Apart from some work on carbon and non-carbon nanotubes, all of my more recent research has been directed towards studying the surfaces of semiconductors, and the adsorption of different atoms and molecules onto these surfaces. Both a wide range of adsorbates [H, Li, K, Rb, O, B, Al, Ga, F, Cl, P, HF, HCl, H2O, F2, Cl2, NH3, PH3, AsH3 , CH3, C2H2, SiH2 , SiH4, Si2H6] and surfaces [Si(001), Si(111)3x3R30o, Si(111)7x7, Ge(001), C(001), C(111), ¿-SiC(001)] have been studied. These extensive studies of semiconductor-adsorbate systems have led to my current research focus which involves the study of larger molecules, such as acetaldehyde, acetone and chlorophenol, on silicon, germanium and copper surfaces. This research has direct application to the technologically important areas of molecular electronics and cleaner greenhouse gas emissions.
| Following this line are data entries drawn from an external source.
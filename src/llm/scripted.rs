//! Scripted driver that replays queued replies.
//!
//! Used in place of a real model service when exercising the chat flow.

use std::collections::VecDeque;
use std::sync::{Mutex, PoisonError};

use super::{FragmentStream, LlmDriver, LlmError, LlmRequest};

/// One queued reply.
#[derive(Debug, Clone)]
pub enum ScriptedReply {
    /// Deliver these fragments in order, then end the stream.
    Fragments(Vec<String>),
    /// Deliver these fragments, then fail the stream with the error.
    FailAfter(Vec<String>, LlmError),
    /// Reject the request before any fragment.
    Fail(LlmError),
}

/// Driver returning queued [`ScriptedReply`] values in FIFO order.
#[derive(Debug, Default)]
pub struct ScriptedDriver {
    replies: Mutex<VecDeque<ScriptedReply>>,
    requests: Mutex<Vec<LlmRequest>>,
}

impl ScriptedDriver {
    #[must_use]
    pub fn new() -> Self {
        Self::default()
    }

    /// Queue a successful reply split into fragments.
    pub fn push_fragments<I, S>(&self, fragments: I)
    where
        I: IntoIterator<Item = S>,
        S: Into<String>,
    {
        self.push(ScriptedReply::Fragments(
            fragments.into_iter().map(Into::into).collect(),
        ));
    }

    /// Queue a reply that fails before producing anything.
    pub fn push_error(&self, error: LlmError) {
        self.push(ScriptedReply::Fail(error));
    }

    pub fn push(&self, reply: ScriptedReply) {
        self.replies
            .lock()
            .unwrap_or_else(PoisonError::into_inner)
            .push_back(reply);
    }

    /// Requests received so far.
    pub fn recorded_requests(&self) -> Vec<LlmRequest> {
        self.requests
            .lock()
            .unwrap_or_else(PoisonError::into_inner)
            .clone()
    }
}

#[async_trait::async_trait]
impl LlmDriver for ScriptedDriver {
    async fn stream(&self, req: LlmRequest) -> Result<FragmentStream, LlmError> {
        self.requests
            .lock()
            .unwrap_or_else(PoisonError::into_inner)
            .push(req);

        let reply = self
            .replies
            .lock()
            .unwrap_or_else(PoisonError::into_inner)
            .pop_front()
            .ok_or_else(|| LlmError::network("No scripted reply queued"))?;

        let (fragments, failure) = match reply {
            ScriptedReply::Fragments(fragments) => (fragments, None),
            ScriptedReply::FailAfter(fragments, error) => (fragments, Some(error)),
            ScriptedReply::Fail(error) => return Err(error),
        };

        let items = fragments
            .into_iter()
            .map(Ok)
            .chain(failure.map(Err))
            .collect::<Vec<Result<String, LlmError>>>();

        Ok(Box::pin(futures::stream::iter(items)))
    }
}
Our surface studies have involved a range of different theoretical techniques varying from purely empirical methods, through semi-empirical approaches, to the more rigorous ab-initio techniques. Some of these techniques, such as the SLAB-MINDO and extended Brenner (XB) methods, we have developed ourselves. Virtually all of our current research, however, is carried out using the ab initio VASP and Gaussian03 programs which are based on density functional theory. The very extensive calculations associated with this research are performed predominantly on the NCI Supercomputer at the Australian National University in Canberra.
Theoretical studies of the atomic and electronic structures of metal and semiconductor surfaces. Modelling of nanotubes. Chemisorption and desorption processes on metal and semiconductor surfaces. Modelling of the interaction of organic molecules with silicon and germanium surfaces.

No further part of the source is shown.